A. Claims Against Bank of America

As an initial matter, Defendant Bank of America argues Plaintiffs make no specific allegations against Bank of America in their Complaint, but rather "direct their allegations of wrongful conduct at [Bank of America's] predecessor-in-interest, Countrywide Bank, N.A." (MTD at 4.) In their Opposition, Plaintiffs argue "[i]n its acquisition of Countrywide, Bank of America acquired both the assets and liabilities of this lender. . . . Bank of America is properly sued for matters regarding a loan which originated with Countrywide but is currently serviced by, and threatened to be foreclosed upon, by Bank of America." (Opp. at 4.) However, in the Complaint itself, Plaintiffs merely state that Defendant Bank of America "is sued as successor-in-interest to Countrywide Bank." (Comp. ¶ 5.) Such an allegation is insufficient to impose liability upon Bank of America through either a veil piercing or successor liability theory.
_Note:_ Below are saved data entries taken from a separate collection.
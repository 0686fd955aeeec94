//! Logging utilities and structured logging support

pub use log::{debug, info, warn, error, trace};

/// Initialize the logging system from `RUST_LOG`
///
/// Safe to call more than once; later calls are ignored.
pub fn init() {
    let _ = env_logger::try_init();
}

/// Initialize the logging system with a default level filter
///
/// `RUST_LOG` still takes precedence when it is set.
pub fn init_with_level(level: &str) {
    let env = env_logger::Env::default().default_filter_or(level);
    let _ = env_logger::Builder::from_env(env).try_init();
}
//! Entities and their handles
//!
//! An [`Entity`] is plain simulation data: position, velocity, facing angle,
//! collision roles and the handles of its colliders. Game logic lives in a
//! [`Behavior`](super::Behavior) stored next to it by the registry.

use slotmap::new_key_type;

use crate::foundation::math::{utils, Rect, Vec2};
use crate::physics::collision::ColliderShape;
use crate::physics::collision_roles::CollisionRole;

new_key_type! {
    /// Generational handle of an entity
    pub struct EntityId;

    /// Generational handle of a collider
    pub struct ColliderId;
}

/// A simulated object
#[derive(Debug, Clone)]
pub struct Entity {
    id: EntityId,
    name: String,
    position: Vec2,
    velocity: Vec2,
    angle: f32,
    role: CollisionRole,
    existence_bounds: Option<Rect>,
    pub(crate) colliders: Vec<ColliderId>,
    pub(crate) staged_colliders: Vec<(ColliderShape, Vec2)>,
}

impl Entity {
    /// Create a collidable entity at the origin
    pub fn new(name: impl Into<String>) -> Self {
        Self {
            id: EntityId::default(),
            name: name.into(),
            position: Vec2::zeros(),
            velocity: Vec2::zeros(),
            angle: 0.0,
            role: CollisionRole::default(),
            existence_bounds: None,
            colliders: Vec::new(),
            staged_colliders: Vec::new(),
        }
    }

    /// Builder: starting position
    pub fn with_position(mut self, position: Vec2) -> Self {
        self.position = position;
        self
    }

    /// Builder: starting velocity (units per tick)
    pub fn with_velocity(mut self, velocity: Vec2) -> Self {
        self.velocity = velocity;
        self
    }

    /// Builder: starting facing angle in degrees
    pub fn with_angle(mut self, degrees: f32) -> Self {
        self.set_angle(degrees);
        self
    }

    /// Builder: replace the collision role set
    pub fn with_role(mut self, role: CollisionRole) -> Self {
        self.role = role;
        self
    }

    /// Builder: never the active side of a collision query
    pub fn as_static(mut self) -> Self {
        self.role.insert(CollisionRole::STATIC);
        self
    }

    /// Builder: hits notify instead of block
    pub fn as_trigger(mut self) -> Self {
        self.role.insert(CollisionRole::TRIGGER);
        self
    }

    /// Builder: despawn once the position leaves `bounds`
    pub fn with_existence_bounds(mut self, bounds: Rect) -> Self {
        self.existence_bounds = Some(bounds);
        self
    }

    /// Builder: attach a collider when the entity is spawned
    pub fn with_collider(mut self, shape: ColliderShape, origin: Vec2) -> Self {
        self.staged_colliders.push((shape, origin));
        self
    }

    /// Handle assigned at spawn (null before)
    pub fn id(&self) -> EntityId {
        self.id
    }

    pub(crate) fn set_id(&mut self, id: EntityId) {
        self.id = id;
    }

    /// Display name
    pub fn name(&self) -> &str {
        &self.name
    }

    /// Current position
    pub fn position(&self) -> Vec2 {
        self.position
    }

    /// Move the entity; colliders follow after the current hook returns
    pub fn set_position(&mut self, position: Vec2) {
        self.position = position;
    }

    /// Current velocity
    pub fn velocity(&self) -> Vec2 {
        self.velocity
    }

    /// Set velocity
    pub fn set_velocity(&mut self, velocity: Vec2) {
        self.velocity = velocity;
    }

    /// Facing angle in degrees, in `[0, 360)`
    pub fn angle(&self) -> f32 {
        self.angle
    }

    /// Set facing angle in degrees
    pub fn set_angle(&mut self, degrees: f32) {
        self.angle = utils::wrap_degrees(degrees);
    }

    /// Turn by `amount` degrees
    pub fn rotate(&mut self, amount: f32) {
        self.set_angle(self.angle + amount);
    }

    /// Unit vector along the facing angle
    pub fn forward(&self) -> Vec2 {
        let radians = utils::deg_to_rad(self.angle);
        Vec2::new(radians.cos(), radians.sin())
    }

    /// Move at `speed` along the facing angle
    pub fn set_velocity_forward(&mut self, speed: f32) {
        self.velocity = self.forward() * speed;
    }

    /// Advance position by one tick of velocity
    pub fn integrate(&mut self) {
        self.position += self.velocity;
    }

    /// Collision role set
    pub fn role(&self) -> CollisionRole {
        self.role
    }

    /// Replace the collision role set
    pub fn set_role(&mut self, role: CollisionRole) {
        self.role = role;
    }

    /// Check if the entity takes part in collision testing
    pub fn is_collidable(&self) -> bool {
        self.role.is_collidable()
    }

    /// Check if the entity is never the active side of a query
    pub fn is_static(&self) -> bool {
        self.role.is_static()
    }

    /// Check if hits against the entity are notifications
    pub fn is_trigger(&self) -> bool {
        self.role.is_trigger()
    }

    /// Enable or disable collision testing
    pub fn set_collidable(&mut self, collidable: bool) {
        self.role.set(CollisionRole::COLLIDABLE, collidable);
    }

    /// Region the entity must stay inside to keep existing
    pub fn existence_bounds(&self) -> Option<Rect> {
        self.existence_bounds
    }

    /// Change or clear the existence bounds
    pub fn set_existence_bounds(&mut self, bounds: Option<Rect>) {
        self.existence_bounds = bounds;
    }

    /// False once the position has left the existence bounds
    pub fn is_within_existence_bounds(&self) -> bool {
        self.existence_bounds
            .map_or(true, |bounds| bounds.contains_point(self.position))
    }

    /// Attached colliders, in attachment order
    pub fn colliders(&self) -> &[ColliderId] {
        &self.colliders
    }
}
See Pantoja v. Countrywide Home Loans, Inc., 640 F. Supp. 2d 1177, 1192 (N.D. Cal. 2009); see also Infante v. Bank of America Corp., 680 F. Supp. 2d 1298, 1305 (S.D. Fla. 2009). Accordingly, Plaintiffs' claims against Defendant Bank of America are dismissed with leave to amend. Nonetheless, the Court addresses Defendants' remaining arguments and Plaintiffs' claims below.

B. Tender

Defendants argue the Complaint should be dismissed in its entirety because Plaintiffs fail to allege tender of monies due under the promissory note. The tender requirement--an allegation of payment of the indebtedness or an offer in good faith and the ability to pay the indebtedness--applies to any claim for relief for irregularity in a foreclosure sale. Abdallah v. United Sav. Bank, 43 Cal. App. 4th 1101, 1109 (1996). The tender requirement also applies to bar any claim "implicitly integrated" in the foreclosure sale. Arnolds Mgmt. Corp. v. Eischen, 158 Cal. App. 3d 575, 579 (1984). Here, however, Plaintiffs allege "[u]pon the true 'lenders' full performance of its ...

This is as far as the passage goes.